Brief:
All entries below are to be copied precisely as they appear.

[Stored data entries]
========
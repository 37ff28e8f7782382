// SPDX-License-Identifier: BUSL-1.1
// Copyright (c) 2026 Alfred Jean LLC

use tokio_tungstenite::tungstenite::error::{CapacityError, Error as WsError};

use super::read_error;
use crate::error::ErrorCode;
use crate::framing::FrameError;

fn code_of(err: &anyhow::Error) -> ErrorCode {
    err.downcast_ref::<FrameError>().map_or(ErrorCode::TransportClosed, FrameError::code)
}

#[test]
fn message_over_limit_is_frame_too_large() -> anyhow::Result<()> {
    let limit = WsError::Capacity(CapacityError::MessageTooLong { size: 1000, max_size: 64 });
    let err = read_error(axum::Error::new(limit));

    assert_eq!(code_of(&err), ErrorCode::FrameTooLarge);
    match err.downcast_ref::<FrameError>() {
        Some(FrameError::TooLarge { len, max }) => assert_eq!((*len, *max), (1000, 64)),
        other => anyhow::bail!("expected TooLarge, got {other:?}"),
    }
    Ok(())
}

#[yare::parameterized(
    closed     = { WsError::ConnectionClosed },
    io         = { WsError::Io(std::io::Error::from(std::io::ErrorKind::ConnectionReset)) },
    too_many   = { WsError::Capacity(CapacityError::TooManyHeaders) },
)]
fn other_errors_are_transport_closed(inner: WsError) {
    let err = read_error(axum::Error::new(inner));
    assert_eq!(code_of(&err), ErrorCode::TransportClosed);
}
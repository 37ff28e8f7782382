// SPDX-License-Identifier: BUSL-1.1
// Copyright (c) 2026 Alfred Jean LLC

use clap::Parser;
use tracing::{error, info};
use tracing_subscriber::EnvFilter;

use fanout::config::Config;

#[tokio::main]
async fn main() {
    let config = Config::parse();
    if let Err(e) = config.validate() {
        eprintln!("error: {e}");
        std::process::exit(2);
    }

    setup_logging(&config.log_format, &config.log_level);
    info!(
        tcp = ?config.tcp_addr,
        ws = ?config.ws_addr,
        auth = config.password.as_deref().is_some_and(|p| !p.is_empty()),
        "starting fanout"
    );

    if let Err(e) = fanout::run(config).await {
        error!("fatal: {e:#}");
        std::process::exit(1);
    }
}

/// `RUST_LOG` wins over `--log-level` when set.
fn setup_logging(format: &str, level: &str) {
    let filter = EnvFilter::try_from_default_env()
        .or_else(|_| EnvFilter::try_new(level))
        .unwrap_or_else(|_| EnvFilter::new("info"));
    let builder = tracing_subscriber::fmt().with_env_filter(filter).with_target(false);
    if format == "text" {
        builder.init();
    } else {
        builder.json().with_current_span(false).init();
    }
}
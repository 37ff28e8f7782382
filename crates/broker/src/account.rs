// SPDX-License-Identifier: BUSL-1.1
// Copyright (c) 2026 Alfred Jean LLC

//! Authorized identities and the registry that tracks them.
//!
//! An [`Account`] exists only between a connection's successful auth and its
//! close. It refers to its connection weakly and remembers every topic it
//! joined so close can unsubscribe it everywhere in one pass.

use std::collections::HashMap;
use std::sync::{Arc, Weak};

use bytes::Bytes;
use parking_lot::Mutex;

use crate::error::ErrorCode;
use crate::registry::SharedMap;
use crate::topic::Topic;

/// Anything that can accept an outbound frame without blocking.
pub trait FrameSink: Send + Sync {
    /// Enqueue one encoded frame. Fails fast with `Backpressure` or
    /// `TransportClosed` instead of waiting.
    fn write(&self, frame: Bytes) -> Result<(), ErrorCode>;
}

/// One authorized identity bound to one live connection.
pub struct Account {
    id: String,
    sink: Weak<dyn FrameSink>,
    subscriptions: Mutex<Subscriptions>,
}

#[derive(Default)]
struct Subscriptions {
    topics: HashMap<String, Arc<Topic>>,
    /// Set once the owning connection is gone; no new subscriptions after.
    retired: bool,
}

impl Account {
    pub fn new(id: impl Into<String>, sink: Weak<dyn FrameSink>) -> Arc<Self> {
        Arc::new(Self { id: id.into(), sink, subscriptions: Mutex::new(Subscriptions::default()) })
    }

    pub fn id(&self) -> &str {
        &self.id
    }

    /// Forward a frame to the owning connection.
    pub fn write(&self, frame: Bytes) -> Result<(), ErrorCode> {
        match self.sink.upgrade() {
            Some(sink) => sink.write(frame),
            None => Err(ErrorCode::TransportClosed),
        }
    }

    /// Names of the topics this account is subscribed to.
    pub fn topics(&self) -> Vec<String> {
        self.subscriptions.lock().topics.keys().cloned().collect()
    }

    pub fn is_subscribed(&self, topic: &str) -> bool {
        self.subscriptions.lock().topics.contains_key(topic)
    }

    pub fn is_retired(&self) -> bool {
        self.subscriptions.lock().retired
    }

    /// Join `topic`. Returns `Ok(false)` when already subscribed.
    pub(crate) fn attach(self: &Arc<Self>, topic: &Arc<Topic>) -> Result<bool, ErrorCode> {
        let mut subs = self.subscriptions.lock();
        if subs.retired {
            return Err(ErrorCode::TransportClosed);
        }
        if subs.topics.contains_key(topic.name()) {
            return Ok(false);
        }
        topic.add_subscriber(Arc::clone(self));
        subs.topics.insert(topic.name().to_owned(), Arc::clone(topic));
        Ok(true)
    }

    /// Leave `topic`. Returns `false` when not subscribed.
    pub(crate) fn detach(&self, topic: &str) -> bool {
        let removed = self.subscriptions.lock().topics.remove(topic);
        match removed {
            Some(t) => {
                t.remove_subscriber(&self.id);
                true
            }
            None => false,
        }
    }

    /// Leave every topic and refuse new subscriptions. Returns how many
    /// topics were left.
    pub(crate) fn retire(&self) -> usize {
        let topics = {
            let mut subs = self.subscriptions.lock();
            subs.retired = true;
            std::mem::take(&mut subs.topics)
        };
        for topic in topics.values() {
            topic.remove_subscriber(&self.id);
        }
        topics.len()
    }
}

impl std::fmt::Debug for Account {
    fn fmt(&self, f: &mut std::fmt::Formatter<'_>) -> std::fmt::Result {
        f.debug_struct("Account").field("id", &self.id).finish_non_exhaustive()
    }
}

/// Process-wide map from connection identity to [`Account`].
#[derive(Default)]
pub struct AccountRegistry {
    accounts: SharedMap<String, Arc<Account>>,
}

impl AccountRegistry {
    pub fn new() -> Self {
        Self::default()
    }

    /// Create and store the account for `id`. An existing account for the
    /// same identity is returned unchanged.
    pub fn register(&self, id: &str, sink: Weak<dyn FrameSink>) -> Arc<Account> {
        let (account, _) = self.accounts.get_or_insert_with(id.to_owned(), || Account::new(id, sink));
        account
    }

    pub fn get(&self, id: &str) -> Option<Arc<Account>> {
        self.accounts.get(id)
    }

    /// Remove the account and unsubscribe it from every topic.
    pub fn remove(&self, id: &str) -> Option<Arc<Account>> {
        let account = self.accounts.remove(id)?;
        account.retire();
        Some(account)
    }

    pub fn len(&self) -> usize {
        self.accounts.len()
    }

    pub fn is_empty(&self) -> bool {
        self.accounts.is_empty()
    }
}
========
Answer box:
repository 37ff28e8f7782382
// SPDX-License-Identifier: BUSL-1.1
// Copyright (c) 2026 Alfred Jean LLC

use tokio_tungstenite::tungstenite::error::{CapacityError, Error as WsError};

use super::read_error;
use crate::error::ErrorCode;
use crate::framing::FrameError;

fn code_of(err: &anyhow::Error) -> ErrorCode {
    err.downcast_ref::<FrameError>().map_or(ErrorCode::TransportClosed, FrameError::code)
}

#[test]
fn message_over_limit_is_frame_too_large() -> anyhow::Result<()> {
    let limit = WsError::Capacity(CapacityError::MessageTooLong { size: 1000, max_size: 64 });
    let err = read_error(axum::Error::new(limit));

    assert_eq!(code_of(&err), ErrorCode::FrameTooLarge);
    match err.downcast_ref::<FrameError>() {
        Some(FrameError::TooLarge { len, max }) => assert_eq!((*len, *max), (1000, 64)),
        other => anyhow::bail!("expected TooLarge, got {other:?}"),
    }
    Ok(())
}

#[yare::parameterized(
    closed     = { WsError::ConnectionClosed },
    io         = { WsError::Io(std::io::Error::from(std::io::ErrorKind::ConnectionReset)) },
    too_many   = { WsError::Capacity(CapacityError::TooManyHeaders) },
)]
fn other_errors_are_transport_closed(inner: WsError) {
    let err = read_error(axum::Error::new(inner));
    assert_eq!(code_of(&err), ErrorCode::TransportClosed);
}
repository 37ff28e8f7782382
// SPDX-License-Identifier: BUSL-1.1
// Copyright (c) 2026 Alfred Jean LLC

use clap::Parser;
use tracing::{error, info};
use tracing_subscriber::EnvFilter;

use fanout::config::Config;

#[tokio::main]
async fn main() {
    let config = Config::parse();
    if let Err(e) = config.validate() {
        eprintln!("error: {e}");
        std::process::exit(2);
    }

    setup_logging(&config.log_format, &config.log_level);
    info!(
        tcp = ?config.tcp_addr,
        ws = ?config.ws_addr,
        auth = config.password.as_deref().is_some_and(|p| !p.is_empty()),
        "starting fanout"
    );

    if let Err(e) = fanout::run(config).await {
        error!("fatal: {e:#}");
        std::process::exit(1);
    }
}

/// `RUST_LOG` wins over `--log-level` when set.
fn setup_logging(format: &str, level: &str) {
    let filter = EnvFilter::try_from_default_env()
        .or_else(|_| EnvFilter::try_new(level))
        .unwrap_or_else(|_| EnvFilter::new("info"));
    let builder = tracing_subscriber::fmt().with_env_filter(filter).with_target(false);
    if format == "text" {
        builder.init();
    } else {
        builder.json().with_current_span(false).init();
    }
}
repository 37ff28e8f7782382
filename crates/broker/src/account.rs
// SPDX-License-Identifier: BUSL-1.1
// Copyright (c) 2026 Alfred Jean LLC

//! Authorized identities and the registry that tracks them.
//!
//! An [`Account`] exists only between a connection's successful auth and its
//! close. It refers to its connection weakly and remembers every topic it
//! joined so close can unsubscribe it everywhere in one pass.

use std::collections::HashMap;
use std::sync::{Arc, Weak};

use bytes::Bytes;
use parking_lot::Mutex;

use crate::error::ErrorCode;
use crate::registry::SharedMap;
use crate::topic::Topic;

/// Anything that can accept an outbound frame without blocking.
pub trait FrameSink: Send + Sync {
    /// Enqueue one encoded frame. Fails fast with `Backpressure` or
    /// `TransportClosed` instead of waiting.
    fn write(&self, frame: Bytes) -> Result<(), ErrorCode>;
}

/// One authorized identity bound to one live connection.
pub struct Account {
    id: String,
    sink: Weak<dyn FrameSink>,
    subscriptions: Mutex<Subscriptions>,
}

#[derive(Default)]
struct Subscriptions {
    topics: HashMap<String, Arc<Topic>>,
    /// Set once the owning connection is gone; no new subscriptions after.
    retired: bool,
}

impl Account {
    pub fn new(id: impl Into<String>, sink: Weak<dyn FrameSink>) -> Arc<Self> {
        Arc::new(Self { id: id.into(), sink, subscriptions: Mutex::new(Subscriptions::default()) })
    }

    pub fn id(&self) -> &str {
        &self.id
    }

    /// Forward a frame to the owning connection.
    pub fn write(&self, frame: Bytes) -> Result<(), ErrorCode> {
        match self.sink.upgrade() {
            Some(sink) => sink.write(frame),
            None => Err(ErrorCode::TransportClosed),
        }
    }

    /// Names of the topics this account is subscribed to.
    pub fn topics(&self) -> Vec<String> {
        self.subscriptions.lock().topics.keys().cloned().collect()
    }

    pub fn is_subscribed(&self, topic: &str) -> bool {
        self.subscriptions.lock().topics.contains_key(topic)
    }

    pub fn is_retired(&self) -> bool {
        self.subscriptions.lock().retired
    }

    /// Join `topic`. Returns `Ok(false)` when already subscribed.
    pub(crate) fn attach(self: &Arc<Self>, topic: &Arc<Topic>) -> Result<bool, ErrorCode> {
        let mut subs = self.subscriptions.lock();
        if subs.retired {
            return Err(ErrorCode::TransportClosed);
        }
        if subs.topics.contains_key(topic.name()) {
            return Ok(false);
        }
        topic.add_subscriber(Arc::clone(self));
        subs.topics.insert(topic.name().to_owned(), Arc::clone(topic));
        Ok(true)
    }

    /// Leave `topic`. Returns `false` when not subscribed.
    pub(crate) fn detach(&self, topic: &str) -> bool {
        let removed = self.subscriptions.lock().topics.remove(topic);
        match removed {
            Some(t) => {
                t.remove_subscriber(&self.id);
                true
            }
            None => false,
        }
    }

    /// Leave every topic and refuse new subscriptions. Returns how many
    /// topics were left.
    pub(crate) fn retire(&self) -> usize {
        let topics = {
            let mut subs = self.subscriptions.lock();
            subs.retired = true;
            std::mem::take(&mut subs.topics)
        };
        for topic in topics.values() {
            topic.remove_subscriber(&self.id);
        }
        topics.len()
    }
}

impl std::fmt::Debug for Account {
    fn fmt(&self, f: &mut std::fmt::Formatter<'_>) -> std::fmt::Result {
        f.debug_struct("Account").field("id", &self.id).finish_non_exhaustive()
    }
}

/// Process-wide map from connection identity to [`Account`].
#[derive(Default)]
pub struct AccountRegistry {
    accounts: SharedMap<String, Arc<Account>>,
}

impl AccountRegistry {
    pub fn new() -> Self {
        Self::default()
    }

    /// Create and store the account for `id`. An existing account for the
    /// same identity is returned unchanged.
    pub fn register(&self, id: &str, sink: Weak<dyn FrameSink>) -> Arc<Account> {
        let (account, _) = self.accounts.get_or_insert_with(id.to_owned(), || Account::new(id, sink));
        account
    }

    pub fn get(&self, id: &str) -> Option<Arc<Account>> {
        self.accounts.get(id)
    }

    /// Remove the account and unsubscribe it from every topic.
    pub fn remove(&self, id: &str) -> Option<Arc<Account>> {
        let account = self.accounts.remove(id)?;
        account.retire();
        Some(account)
    }

    pub fn len(&self) -> usize {
        self.accounts.len()
    }

    pub fn is_empty(&self) -> bool {
        self.accounts.is_empty()
    }
}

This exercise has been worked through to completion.